My aunt is well acquainted with Mr. Champlin Burrage [1874-1951], an Oxford man, who is librarian of the John Carter Brown library at Brown. (I hope to meet him very soon.)” — Lovecraft letter to Rheinhart Kleiner, April 1917.

Burrage was a New England man of a good family, who had graduated from Brown University in the class of 1896.

Mr. Burrage spent two years [1899-1900] at the Universities of Berlin and Marburg [and there became] familiar with the book markets and booksellers of Europe” — Annual report of the president to the Corporation of Brown University, 1915.

He later published groundbreaking work on the history of early English puritan dissenters and he became the Librarian of Manchester College, Oxford. He had married while in England, so there can be no question of a circa 1917 romantic entanglement with Lovecraft’s aunt. Though an affection or expectation between them during the 1890s is not impossible.

An account of Burrage’s arrival as Librarian at Brown, specifically his giving an inuagural lecture to senior students in December 1915, suggests that he shared with Lovecraft a certain affinity for the idea of rare books lurking in the old libraries of Europe…

Dec. 16 [1915], in the John Carter Brown Library. The Librarian, Champlin Burrage, was the host of the evening and spoke on “Historical Libraries of Europe.” … He gave several anecdotes concerning mendicant librarians and their services in collecting rare and valuable books. In closing, he explained the methods by which rare books are discovered and obtained. His talk was out of the ordinary and roused an especial interest in those students of classical literature who were present. … After the speech Mr. Burrage conducted the members … to the basement, where he showed them the photophat [photostat], a machine used for producing copies of rare manuscripts and out of-print books.” — Brown Alumni Monthly, Jan 1916.

I seem to recall that there has been some scholarly discussion about Lovecraft’s knowledge of photostats, in relation to their appearance in Dexter Ward. The fact that Lovecraft might have had photostat copies of books made for him in the basement at Brown, possibly even while researching Dexter Ward, may be of interest to some in this respect.

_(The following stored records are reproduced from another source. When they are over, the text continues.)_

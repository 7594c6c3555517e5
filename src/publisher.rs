// Copyright 2024 The amqp-courier Authors
// Licensed under the Apache License, Version 2.0 (the "License");
// you may not use this file except in compliance with the License.
// You may obtain a copy of the License at
//
// http://www.apache.org/licenses/LICENSE-2.0
//
// Unless required by applicable law or agreed to in writing, software
// distributed under the License is distributed on an "AS IS" BASIS,
// WITHOUT WARRANTIES OR CONDITIONS OF ANY KIND, either express or implied.
// See the License for the specific language governing permissions and
// limitations under the License.

//! The publish pipeline.
//!
//! Order is fixed: construct the message, offload the payload when an object
//! store is in scope, encrypt the broker-bound payload when transport
//! encryption is in scope, serialize, publish, stamp `published`. The stored
//! document is written before anything reaches the broker, so a store failure
//! never leaves a dangling reference envelope on the queue.

use std::sync::Arc;

use serde::Serialize;
use time::OffsetDateTime;
use tracing::debug;

use crate::client::Effective;
use crate::codec;
use crate::crypto;
use crate::error::{ConfigError, PublishError};
use crate::message::Message;
use crate::store::DocumentStore;
use crate::transport::{AmqpChannel, Publishing};

pub(crate) async fn publish<T: Serialize>(
    effective: &Effective,
    channel: &Arc<dyn AmqpChannel>,
    documents: Option<&DocumentStore>,
    payload: T,
) -> Result<Message<T>, PublishError> {
    let endpoint = effective.endpoint();
    let mut message = Message::new(payload);
    let mut stored_key = None;

    let body = if let Some(store) = &effective.store {
        let documents = documents
            .ok_or_else(|| ConfigError::MissingObjectStore(endpoint.name.clone()))?;
        let key = codec::object_key(
            &store.bucket_prefix,
            &endpoint.name,
            message.id,
            message.created,
            endpoint.format,
        );

        let reference = if let Some(config) = effective.transport_encryption() {
            let envelope = crypto::encrypt_value(endpoint.format, &message.payload, config)?;
            let document = message.stored(key.clone(), envelope);
            documents
                .put_document(endpoint.format, effective.at_rest_encryption(), &key, &document)
                .await?;
            message.with_payload(crypto::encrypt_str(&key, config)?)
        } else {
            let document = message.stored(key.clone(), &message.payload);
            documents
                .put_document(endpoint.format, effective.at_rest_encryption(), &key, &document)
                .await?;
            message.with_payload(key.clone())
        };

        stored_key = Some(key);
        endpoint.format.to_bytes(&reference)?
    } else if let Some(config) = effective.transport_encryption() {
        let hash = crypto::encrypt_value(endpoint.format, &message.payload, config)?;
        endpoint.format.to_bytes(&message.with_payload(hash))?
    } else {
        endpoint.format.to_bytes(&message)?
    };

    channel
        .publish(
            &endpoint.queue,
            Publishing::persistent(endpoint.format.content_type()),
            body,
        )
        .await?;

    message.published = Some(OffsetDateTime::now_utc());
    message.stored_key = stored_key;
    if !endpoint.quiet {
        debug!(
            id = %message.id,
            queue = %endpoint.queue,
            offloaded = message.stored_key.is_some(),
            "message published"
        );
    }
    Ok(message)
}

/// Publishes a payload the caller already encrypted.
///
/// The value must pass [crypto::is_portable_hash]; it is carried inline as an
/// encrypted envelope regardless of any object-store configuration in scope.
pub(crate) async fn publish_pre_encrypted(
    effective: &Effective,
    channel: &Arc<dyn AmqpChannel>,
    hash: String,
) -> Result<Message<String>, PublishError> {
    if !crypto::is_portable_hash(&hash) {
        return Err(ConfigError::InvalidEncryptedPayload.into());
    }

    let endpoint = effective.endpoint();
    let mut message = Message::new(hash);
    let body = endpoint.format.to_bytes(&message)?;
    channel
        .publish(
            &endpoint.queue,
            Publishing::persistent(endpoint.format.content_type()),
            body,
        )
        .await?;

    message.published = Some(OffsetDateTime::now_utc());
    if !endpoint.quiet {
        debug!(id = %message.id, queue = %endpoint.queue, "pre-encrypted message published");
    }
    Ok(message)
}
// Copyright 2024 The amqp-courier Authors
// Licensed under the Apache License, Version 2.0 (the "License");
// you may not use this file except in compliance with the License.
// You may obtain a copy of the License at
//
// http://www.apache.org/licenses/LICENSE-2.0
//
// Unless required by applicable law or agreed to in writing, software
// distributed under the License is distributed on an "AS IS" BASIS,
// WITHOUT WARRANTIES OR CONDITIONS OF ANY KIND, either express or implied.
// See the License for the specific language governing permissions and
// limitations under the License.

//! Symmetric encryption to and from portable hashes.
//!
//! A *portable hash* is the self-describing text form of an encrypted value:
//! `enc:v1:<base64(nonce ‖ ciphertext)>`. It is safe to embed in any message
//! field and survives both wire formats unchanged. Values are encrypted with
//! XChaCha20-Poly1305 under a key derived from the configured secret; the
//! configured pass count applies the scheme recursively and must match
//! between encode and decode.

use std::fmt;

use base64::engine::general_purpose::STANDARD;
use base64::engine::Engine;
use chacha20poly1305::aead::{Aead, KeyInit};
use chacha20poly1305::{Key, XChaCha20Poly1305, XNonce};
use rand::RngCore;
use ring::digest::{digest, SHA256};
use serde::de::DeserializeOwned;
use serde::Serialize;
use thiserror::Error;
use zeroize::Zeroizing;

use crate::codec::{CodecError, WireFormat};

const HASH_PREFIX: &str = "enc:v1:";
const NONCE_LEN: usize = 24;
const TAG_LEN: usize = 16;

/// Symmetric encryption settings for an endpoint or a single call.
///
/// # Examples
///
/// ```
/// use amqp_courier::EncryptionConfig;
///
/// let config = EncryptionConfig::new("sw0rdf1sh").passes(2);
/// let hash = amqp_courier::crypto::encrypt_str("hello", &config).unwrap();
/// assert!(amqp_courier::crypto::is_portable_hash(&hash));
/// assert_eq!(amqp_courier::crypto::decrypt_str(&hash, &config).unwrap(), "hello");
/// ```
#[derive(Clone)]
pub struct EncryptionConfig {
    secret: Zeroizing<String>,
    passes: u32,
    transport: bool,
}

impl EncryptionConfig {
    /// A single-pass configuration that applies to broker-bound payloads.
    pub fn new(secret: impl Into<String>) -> EncryptionConfig {
        EncryptionConfig {
            secret: Zeroizing::new(secret.into()),
            passes: 1,
            transport: true,
        }
    }

    /// Number of recursive applications of the cipher, clamped to at least one.
    pub fn passes(mut self, passes: u32) -> EncryptionConfig {
        self.passes = passes.max(1);
        self
    }

    /// Whether the configuration applies to the broker-bound payload.
    ///
    /// With `transport(false)` the configuration only encrypts offloaded
    /// documents at rest (together with the store's `encrypt_stored_objects`
    /// flag); the broker frame stays in the clear.
    pub fn transport(mut self, transport: bool) -> EncryptionConfig {
        self.transport = transport;
        self
    }

    pub(crate) fn applies_to_transport(&self) -> bool {
        self.transport
    }

    fn key(&self) -> Key {
        let derived = digest(&SHA256, self.secret.as_bytes());
        let mut key = [0u8; 32];
        key.copy_from_slice(derived.as_ref());
        key.into()
    }
}

impl fmt::Debug for EncryptionConfig {
    fn fmt(&self, f: &mut fmt::Formatter<'_>) -> fmt::Result {
        f.debug_struct("EncryptionConfig")
            .field("secret", &"XXXXXXXX")
            .field("passes", &self.passes)
            .field("transport", &self.transport)
            .finish()
    }
}

#[derive(Debug, Error)]
pub enum CryptoError {
    #[error("value is not a portable encrypted hash")]
    InvalidHash,
    #[error("encryption failed: {0}")]
    Encrypt(String),
    #[error("decryption failed: {0}")]
    Decrypt(String),
    #[error(transparent)]
    Codec(#[from] CodecError),
}

/// Whether `value` has the shape of a hash produced by this scheme.
///
/// Used to validate pre-encrypted payloads handed to the fluent surface
/// before they are accepted for publishing.
pub fn is_portable_hash(value: &str) -> bool {
    value
        .strip_prefix(HASH_PREFIX)
        .and_then(|rest| STANDARD.decode(rest).ok())
        .is_some_and(|raw| raw.len() >= NONCE_LEN + TAG_LEN)
}

/// Encrypts raw bytes into a portable hash, honoring the pass count.
pub fn encrypt_bytes(plaintext: &[u8], config: &EncryptionConfig) -> Result<String, CryptoError> {
    let mut hash = encrypt_once(plaintext, config)?;
    for _ in 1..config.passes {
        hash = encrypt_once(hash.as_bytes(), config)?;
    }
    Ok(hash)
}

/// Inverse of [encrypt_bytes]. Fails with [CryptoError::InvalidHash] when the
/// input was not produced by this scheme.
pub fn decrypt_bytes(hash: &str, config: &EncryptionConfig) -> Result<Vec<u8>, CryptoError> {
    let mut plain = decrypt_once(hash, config)?;
    for _ in 1..config.passes {
        let intermediate =
            String::from_utf8(plain).map_err(|_| CryptoError::InvalidHash)?;
        plain = decrypt_once(&intermediate, config)?;
    }
    Ok(plain)
}

/// Encrypts a UTF-8 string, byte-for-byte.
pub fn encrypt_str(plaintext: &str, config: &EncryptionConfig) -> Result<String, CryptoError> {
    encrypt_bytes(plaintext.as_bytes(), config)
}

pub fn decrypt_str(hash: &str, config: &EncryptionConfig) -> Result<String, CryptoError> {
    let plain = decrypt_bytes(hash, config)?;
    String::from_utf8(plain)
        .map_err(|_| CryptoError::Decrypt("plaintext is not valid UTF-8".into()))
}

/// Serialize-then-encrypt for arbitrary structured values.
///
/// The value is rendered in the given wire format before encryption so the
/// decrypting side can reconstruct it with [decrypt_value] and the same
/// format.
pub fn encrypt_value<T: Serialize>(
    format: WireFormat,
    value: &T,
    config: &EncryptionConfig,
) -> Result<String, CryptoError> {
    let bytes = format.to_bytes(value)?;
    encrypt_bytes(&bytes, config)
}

pub fn decrypt_value<T: DeserializeOwned>(
    format: WireFormat,
    hash: &str,
    config: &EncryptionConfig,
) -> Result<T, CryptoError> {
    let bytes = decrypt_bytes(hash, config)?;
    Ok(format.from_bytes(&bytes)?)
}

fn encrypt_once(plaintext: &[u8], config: &EncryptionConfig) -> Result<String, CryptoError> {
    let cipher = XChaCha20Poly1305::new(&config.key());
    let mut nonce = [0u8; NONCE_LEN];
    rand::thread_rng().fill_bytes(&mut nonce);
    let ciphertext = cipher
        .encrypt(XNonce::from_slice(&nonce), plaintext)
        .map_err(|err| CryptoError::Encrypt(err.to_string()))?;

    let mut raw = Vec::with_capacity(NONCE_LEN + ciphertext.len());
    raw.extend_from_slice(&nonce);
    raw.extend_from_slice(&ciphertext);
    Ok(format!("{HASH_PREFIX}{}", STANDARD.encode(raw)))
}

fn decrypt_once(hash: &str, config: &EncryptionConfig) -> Result<Vec<u8>, CryptoError> {
    let raw = hash
        .strip_prefix(HASH_PREFIX)
        .and_then(|rest| STANDARD.decode(rest).ok())
        .ok_or(CryptoError::InvalidHash)?;
    if raw.len() < NONCE_LEN + TAG_LEN {
        return Err(CryptoError::InvalidHash);
    }

    let (nonce, ciphertext) = raw.split_at(NONCE_LEN);
    let cipher = XChaCha20Poly1305::new(&config.key());
    cipher
        .decrypt(XNonce::from_slice(nonce), ciphertext)
        .map_err(|err| CryptoError::Decrypt(err.to_string()))
}

#[cfg(test)]
mod tests {
    use super::*;
    use serde::Deserialize;

    #[derive(Debug, PartialEq, Serialize, Deserialize)]
    struct Payload {
        n: u32,
    }

    #[test]
    fn round_trip_for_any_pass_count() {
        for passes in 1..=4 {
            let config = EncryptionConfig::new("secret").passes(passes);
            let hash = encrypt_bytes(b"payload bytes", &config).unwrap();
            assert_eq!(decrypt_bytes(&hash, &config).unwrap(), b"payload bytes");
        }
    }

    #[test]
    fn zero_passes_behaves_as_one() {
        let config = EncryptionConfig::new("secret").passes(0);
        let hash = encrypt_str("x", &config).unwrap();
        assert_eq!(decrypt_str(&hash, &config).unwrap(), "x");
    }

    #[test]
    fn wrong_secret_fails() {
        let hash = encrypt_str("attack at dawn", &EncryptionConfig::new("right")).unwrap();
        let result = decrypt_str(&hash, &EncryptionConfig::new("wrong"));
        assert!(matches!(result, Err(CryptoError::Decrypt(_))));
    }

    #[test]
    fn mismatched_pass_count_fails() {
        let hash = encrypt_str("v", &EncryptionConfig::new("s").passes(2)).unwrap();
        assert!(decrypt_str(&hash, &EncryptionConfig::new("s").passes(3)).is_err());
    }

    #[test]
    fn tampered_hash_fails() {
        let config = EncryptionConfig::new("secret");
        let hash = encrypt_str("v", &config).unwrap();
        let mut raw = STANDARD.decode(hash.strip_prefix(HASH_PREFIX).unwrap()).unwrap();
        let last = raw.len() - 1;
        raw[last] ^= 0xff;
        let tampered = format!("{HASH_PREFIX}{}", STANDARD.encode(raw));
        assert!(matches!(
            decrypt_str(&tampered, &config),
            Err(CryptoError::Decrypt(_))
        ));
    }

    #[test]
    fn validity_predicate() {
        let config = EncryptionConfig::new("secret");
        let hash = encrypt_str("v", &config).unwrap();
        assert!(is_portable_hash(&hash));
        assert!(!is_portable_hash("v"));
        assert!(!is_portable_hash("enc:v1:"));
        assert!(!is_portable_hash("enc:v1:!!!not-base64!!!"));
        assert!(matches!(
            decrypt_str("plaintext", &config),
            Err(CryptoError::InvalidHash)
        ));
    }

    #[test]
    fn value_round_trip_in_both_formats() {
        let config = EncryptionConfig::new("secret").passes(2);
        for format in [WireFormat::Json, WireFormat::Xml] {
            let hash = encrypt_value(format, &Payload { n: 42 }, &config).unwrap();
            assert!(!hash.contains("42"));
            let back: Payload = decrypt_value(format, &hash, &config).unwrap();
            assert_eq!(back, Payload { n: 42 });
        }
    }

    #[test]
    fn debug_redacts_the_secret() {
        let config = EncryptionConfig::new("sw0rdf1sh");
        let rendered = format!("{config:?}");
        assert!(!rendered.contains("sw0rdf1sh"));
    }
}
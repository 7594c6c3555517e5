// Copyright 2024 The amqp-courier Authors
// Licensed under the Apache License, Version 2.0 (the "License");
// you may not use this file except in compliance with the License.
// You may obtain a copy of the License at
//
// http://www.apache.org/licenses/LICENSE-2.0
//
// Unless required by applicable law or agreed to in writing, software
// distributed under the License is distributed on an "AS IS" BASIS,
// WITHOUT WARRANTIES OR CONDITIONS OF ANY KIND, either express or implied.
// See the License for the specific language governing permissions and
// limitations under the License.

//! Hosted subscriber: a long-lived task that keeps a subscriber bound.

use std::future::Future;
use std::time::Duration;

use serde::de::DeserializeOwned;
use serde::Serialize;
use tokio::sync::watch;
use tokio::task::JoinHandle;
use tracing::warn;

use crate::client::Scope;
use crate::message::Message;
use crate::rejection::RejectionReason;

const REBIND_DELAY: Duration = Duration::from_secs(5);

/// Spawns one task that keeps `scope` subscribed until the shutdown signal
/// flips to `true`.
///
/// The task itself does no message work; it re-invokes
/// [Scope::subscribe] whenever the binding is lost, backing off briefly after
/// a failed attempt.
///
/// # Examples
///
/// ```no_run
/// # async fn demo(courier: amqp_courier::Courier) {
/// use amqp_courier::Message;
///
/// let (stop, shutdown) = tokio::sync::watch::channel(false);
/// let task = amqp_courier::spawn_subscriber(
///     courier.endpoint("orders"),
///     |message: Message<serde_json::Value>, _shutdown| async move {
///         println!("got {}", message.payload);
///         Ok(())
///     },
///     shutdown,
/// );
///
/// // ... later, wind the subscriber down:
/// stop.send(true).ok();
/// task.await.ok();
/// # }
/// ```
pub fn spawn_subscriber<T, F, Fut>(
    scope: Scope,
    handler: F,
    shutdown: watch::Receiver<bool>,
) -> JoinHandle<()>
where
    T: Serialize + DeserializeOwned + Send + 'static,
    F: Fn(Message<T>, watch::Receiver<bool>) -> Fut + Clone + Send + Sync + 'static,
    Fut: Future<Output = Result<(), RejectionReason>> + Send,
{
    tokio::spawn(async move {
        let mut shutdown = shutdown;
        while !*shutdown.borrow() {
            if let Err(err) = scope.subscribe(handler.clone(), shutdown.clone()).await {
                warn!(error = %err, "subscriber lost its binding, retrying");
            }
            if *shutdown.borrow() {
                break;
            }
            tokio::select! {
                _ = tokio::time::sleep(REBIND_DELAY) => {}
                changed = shutdown.changed() => {
                    if changed.is_err() {
                        break;
                    }
                }
            }
        }
    })
}
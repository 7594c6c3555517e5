// Copyright 2024 The amqp-courier Authors
// Licensed under the Apache License, Version 2.0 (the "License");
// you may not use this file except in compliance with the License.
// You may obtain a copy of the License at
//
// http://www.apache.org/licenses/LICENSE-2.0
//
// Unless required by applicable law or agreed to in writing, software
// distributed under the License is distributed on an "AS IS" BASIS,
// WITHOUT WARRANTIES OR CONDITIONS OF ANY KIND, either express or implied.
// See the License for the specific language governing permissions and
// limitations under the License.

//! The AMQP surface the courier requires from a client implementation.
//!
//! The crate does not speak the wire protocol itself; an application hands
//! the [Courier][crate::Courier] an [AmqpConnector] backed by whatever AMQP
//! client it already uses. Channels obtained through these traits are driven
//! with prefetch 1, so at most one delivery per subscriber is in flight at a
//! time.

use std::sync::Arc;

use async_trait::async_trait;
use bytes::Bytes;
use futures::stream::BoxStream;
use thiserror::Error;

use crate::endpoint::Endpoint;

#[derive(Debug, Error)]
pub enum BrokerError {
    #[error("failed to connect to {0}")]
    Connect(String),
    #[error("failed to open channel: {0}")]
    Channel(String),
    #[error("queue `{0}` does not exist")]
    MissingQueue(String),
    #[error("failed to configure prefetch: {0}")]
    Qos(String),
    #[error("publish failed: {0}")]
    Publish(String),
    #[error("consume failed: {0}")]
    Consume(String),
    #[error("acknowledge failed: {0}")]
    Ack(String),
    #[error("reject failed: {0}")]
    Reject(String),
}

/// Broker-reported queue counters from a passive declare.
#[derive(Debug, Clone, Copy, Default)]
pub struct QueueInfo {
    pub message_count: u32,
    pub consumer_count: u32,
}

/// Properties of an outgoing frame.
#[derive(Debug, Clone)]
pub struct Publishing {
    pub content_type: &'static str,
    /// AMQP delivery mode; 2 marks the message persistent.
    pub delivery_mode: u8,
    pub mandatory: bool,
}

impl Publishing {
    /// A persistent, mandatory publication, the only kind the courier emits.
    pub fn persistent(content_type: &'static str) -> Publishing {
        Publishing {
            content_type,
            delivery_mode: 2,
            mandatory: true,
        }
    }
}

/// One message handed to a consumer by the broker.
#[derive(Debug, Clone)]
pub struct Delivery {
    pub delivery_tag: u64,
    pub redelivered: bool,
    pub body: Bytes,
}

/// A single AMQP channel.
#[async_trait]
pub trait AmqpChannel: Send + Sync {
    /// Checks that `queue` exists without creating it, returning its counters.
    async fn queue_declare_passive(&self, queue: &str) -> Result<QueueInfo, BrokerError>;

    async fn qos(&self, prefetch_count: u16, global: bool) -> Result<(), BrokerError>;

    /// Publishes to the default exchange with `routing_key`.
    async fn publish(
        &self,
        routing_key: &str,
        publishing: Publishing,
        body: Bytes,
    ) -> Result<(), BrokerError>;

    /// Starts a consumer on `queue` and streams its deliveries.
    async fn consume(&self, queue: &str) -> Result<BoxStream<'static, Delivery>, BrokerError>;

    async fn ack(&self, delivery_tag: u64) -> Result<(), BrokerError>;

    async fn reject(&self, delivery_tag: u64, requeue: bool) -> Result<(), BrokerError>;
}

#[async_trait]
pub trait AmqpConnection: Send + Sync {
    async fn open_channel(&self) -> Result<Arc<dyn AmqpChannel>, BrokerError>;
}

/// Opens connections for endpoints on demand.
#[async_trait]
pub trait AmqpConnector: Send + Sync {
    async fn connect(&self, endpoint: &Endpoint) -> Result<Arc<dyn AmqpConnection>, BrokerError>;
}
// Copyright 2024 The amqp-courier Authors
// Licensed under the Apache License, Version 2.0 (the "License");
// you may not use this file except in compliance with the License.
// You may obtain a copy of the License at
//
// http://www.apache.org/licenses/LICENSE-2.0
//
// Unless required by applicable law or agreed to in writing, software
// distributed under the License is distributed on an "AS IS" BASIS,
// WITHOUT WARRANTIES OR CONDITIONS OF ANY KIND, either express or implied.
// See the License for the specific language governing permissions and
// limitations under the License.

//! Wire formats and object-key derivation.
//!
//! Both formats render the same logical envelope fields; which one an
//! endpoint speaks is part of its configuration and also decides the
//! `content-type` property on published frames and the suffix of derived
//! object keys.

use bytes::Bytes;
use once_cell::sync::Lazy;
use regex::Regex;
use serde::de::DeserializeOwned;
use serde::Serialize;
use thiserror::Error;
use time::OffsetDateTime;
use uuid::Uuid;

static SLASH_RUNS: Lazy<Regex> = Lazy::new(|| Regex::new("/{2,}").unwrap());

/// Serialization format of an endpoint.
#[derive(Debug, Clone, Copy, Default, PartialEq, Eq)]
pub enum WireFormat {
    #[default]
    Json,
    Xml,
}

impl WireFormat {
    /// The AMQP `content-type` property for frames in this format.
    pub fn content_type(&self) -> &'static str {
        match self {
            WireFormat::Json => "application/json",
            WireFormat::Xml => "application/xml",
        }
    }

    /// File suffix appended to derived object keys.
    pub fn extension(&self) -> &'static str {
        match self {
            WireFormat::Json => "json",
            WireFormat::Xml => "xml",
        }
    }

    pub(crate) fn to_bytes<T: Serialize>(&self, value: &T) -> Result<Bytes, CodecError> {
        match self {
            WireFormat::Json => serde_json::to_vec(value)
                .map(Bytes::from)
                .map_err(|err| CodecError::Serialize(err.to_string())),
            WireFormat::Xml => quick_xml::se::to_string(value)
                .map(|text| Bytes::from(text.into_bytes()))
                .map_err(|err| CodecError::Serialize(err.to_string())),
        }
    }

    pub(crate) fn from_bytes<T: DeserializeOwned>(&self, bytes: &[u8]) -> Result<T, CodecError> {
        match self {
            WireFormat::Json => serde_json::from_slice(bytes)
                .map_err(|err| CodecError::Deserialize(err.to_string())),
            WireFormat::Xml => {
                let text = std::str::from_utf8(bytes).map_err(|_| CodecError::NotUtf8)?;
                quick_xml::de::from_str(text)
                    .map_err(|err| CodecError::Deserialize(err.to_string()))
            }
        }
    }
}

/// Derives the object-store key for a message.
///
/// Layout is `{prefix}/{endpoint}/{YYYY}/{MM}/{DD}/{id}.{ext}` with the date
/// taken from the message's creation timestamp and runs of `/` collapsed, so
/// the same (endpoint, id, date) always maps to the same key.
pub(crate) fn object_key(
    prefix: &str,
    endpoint: &str,
    id: Uuid,
    created: OffsetDateTime,
    format: WireFormat,
) -> String {
    let path = format!(
        "{}/{}/{:04}/{:02}/{:02}/{}.{}",
        prefix,
        endpoint,
        created.year(),
        u8::from(created.month()),
        created.day(),
        id,
        format.extension(),
    );
    SLASH_RUNS.replace_all(&path, "/").into_owned()
}

#[derive(Debug, Error)]
pub enum CodecError {
    #[error("failed to serialize message: {0}")]
    Serialize(String),
    #[error("failed to deserialize message: {0}")]
    Deserialize(String),
    #[error("message body is not valid UTF-8")]
    NotUtf8,
}
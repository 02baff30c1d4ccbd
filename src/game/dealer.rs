use alloc::vec::Vec;

use tracing::debug;

use crate::card::Card;
use crate::deck::Deck;
use crate::error::DeckError;
use crate::hand::Hand;

use super::Strategy;

/// Value at which the dealer stops drawing, soft or hard.
pub const DEALER_STANDS_ON: u8 = 17;

/// The house policy: draw below 17, stand on any 17 or higher.
#[derive(Debug, Clone, Copy, Default, PartialEq, Eq)]
pub struct DealerStrategy;

impl Strategy for DealerStrategy {
    /// Dealer plays their hand according to the house rule.
    ///
    /// Returns the cards drawn by the dealer.
    ///
    /// # Errors
    ///
    /// Returns an error if the deck is empty while the dealer must draw.
    fn play(&mut self, hand: &mut Hand, deck: &mut Deck) -> Result<Vec<Card>, DeckError> {
        let mut drawn_cards = Vec::new();

        while hand.value() < DEALER_STANDS_ON {
            let card = deck.draw()?;
            hand.add_card(card);
            drawn_cards.push(card);
            debug!(%card, value = hand.value(), "dealer draws");
        }

        debug!(
            value = hand.value(),
            soft = hand.is_soft(),
            bust = hand.is_busted(),
            "dealer stands"
        );
        Ok(drawn_cards)
    }
}
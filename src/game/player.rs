use alloc::vec::Vec;

use tracing::{debug, warn};

use crate::card::Card;
use crate::deck::Deck;
use crate::error::DeckError;
use crate::hand::Hand;

use super::Strategy;
use super::decision::{DecisionSource, Move};
use super::state::TurnState;

/// Plays the human's hand by asking a [`DecisionSource`] before every card.
pub struct PlayerStrategy<'a, D: DecisionSource + ?Sized> {
    source: &'a mut D,
    dealer: &'a Hand,
    state: TurnState,
}

impl<'a, D: DecisionSource + ?Sized> PlayerStrategy<'a, D> {
    /// Creates a strategy that consults `source`, showing it `dealer`.
    pub const fn new(source: &'a mut D, dealer: &'a Hand) -> Self {
        Self {
            source,
            dealer,
            state: TurnState::AwaitingDecision,
        }
    }

    /// Returns the current turn state.
    #[must_use]
    pub const fn state(&self) -> TurnState {
        self.state
    }
}

impl<D: DecisionSource + ?Sized> Strategy for PlayerStrategy<'_, D> {
    /// Runs the turn until the player stands or busts.
    ///
    /// A natural blackjack stands without asking. Malformed responses are
    /// retried without drawing.
    ///
    /// Returns the cards drawn by the player.
    ///
    /// # Errors
    ///
    /// Returns an error if the deck is empty when the player hits.
    fn play(&mut self, hand: &mut Hand, deck: &mut Deck) -> Result<Vec<Card>, DeckError> {
        let mut drawn_cards = Vec::new();

        self.state = if hand.is_busted() {
            TurnState::Busted
        } else if hand.is_blackjack() {
            TurnState::Stand
        } else {
            TurnState::AwaitingDecision
        };

        while !self.state.is_finished() {
            match self.state {
                TurnState::AwaitingDecision => match self.source.next_move(hand, self.dealer) {
                    Some(Move::Hit) => self.state = TurnState::Hit,
                    Some(Move::Stand) => self.state = TurnState::Stand,
                    None => warn!("unrecognized decision, asking again"),
                },
                TurnState::Hit => {
                    let card = deck.draw()?;
                    hand.add_card(card);
                    drawn_cards.push(card);
                    debug!(%card, value = hand.value(), "player hits");

                    self.state = if hand.is_busted() {
                        TurnState::Busted
                    } else {
                        TurnState::AwaitingDecision
                    };
                }
                TurnState::Stand | TurnState::Busted => {}
            }
        }

        debug!(state = ?self.state, value = hand.value(), "player turn over");
        Ok(drawn_cards)
    }
}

Lovecraft was almost a little out-of-date in his mention of Champlin Burrage’s tenure at Brown, if the Lovecraft letter has been correctly dated to April 1917. Burrage was in post from 1915 to some time in the 1916-17 term. He then “retired” (Annual report of the president to the Corporation of Brown University, 1917) as Librarian at Brown, seemingly toward the end of the academic year 1916-17. If the dating of Lovecraft’s letter is correct, however, we might then surmise that Burrage only left his post in the spring of 1917. This dating is confirmed by the Encyclopedia Brunoniana

Champlin Burrage, who had been librarian of Manchester College in Oxford was appointed to succeed Winship. Burrage remained only until 1917, and the library was under the care of Worthington C. Ford, until the appointment of Lawrence C. Wroth in 1923.”

In 1918 Burrage published the book John Pory’s Lost Description of Plymouth Colony in the Earliest Days of the Pilgrim Fathers, together with contemporary accounts of English colonization elsewhere in New England and in the Bermudas. A book which might have interested Lovecraft, as a collection of first-hand descriptions of very early New England townscapes.

There is then a gap in the historical record, in which Burrage seems to have completly switched his research track from puritans to pagans. His years after Brown appear to have been absorbed by a “complet[e] a study of the hieroglyphic inscriptions of Minoan Crete”, on which he first published in 1921. At that time the American Journal of Archaeology noted that his 1921 article, “recently appeared in Harvard Studies in Classical Philology, gives but a hint of the mass of material on old Aegean scripts which he hopes soon to publish in book form.” Sadly his decade of work resulted only in a slim 42-page book in 1928, The Ithaca of the Odyssey : a New Attempt to Show that Thiáki is the Ithaca of Homer and to Discover the Lost Sites of the Hut of Eumaeus, the Spring of Ithacus Neritus and Polyctor, the Farm & House of Laertes the City and Port of Ithaca, and the Palace of Odysseus.

1929 saw Burrage listed as “Historian, Archaeologist” in Living honorary graduates of Brown University. He described himself as “Deliberately choosing the life of historical research, discovery of lost manuscripts, author” and was living with his wife at 5 Park Vale, Brookline, which is a suburb on the outskirts of central Boston. Burrage appears to have produced no further publications, in his last two decades from 1929 to 1951.

One wonders if Lovecraft might ever have visited Burrage on the outskirts of central Boston, as he made his summer travels in the region? Perhaps on behalf of his aunt? Or did Burrage ever come to tea with his aunt while Lovecraft was there, perhaps as a parting visit in the early summer of 1917? Burrage was an expert on early Puritans, early New England townscapes, rare books in European libraries, and later on the lost scripts of then-mysterious Minoan Crete. Given this, he and Lovecraft might have had a fair bit to talk about.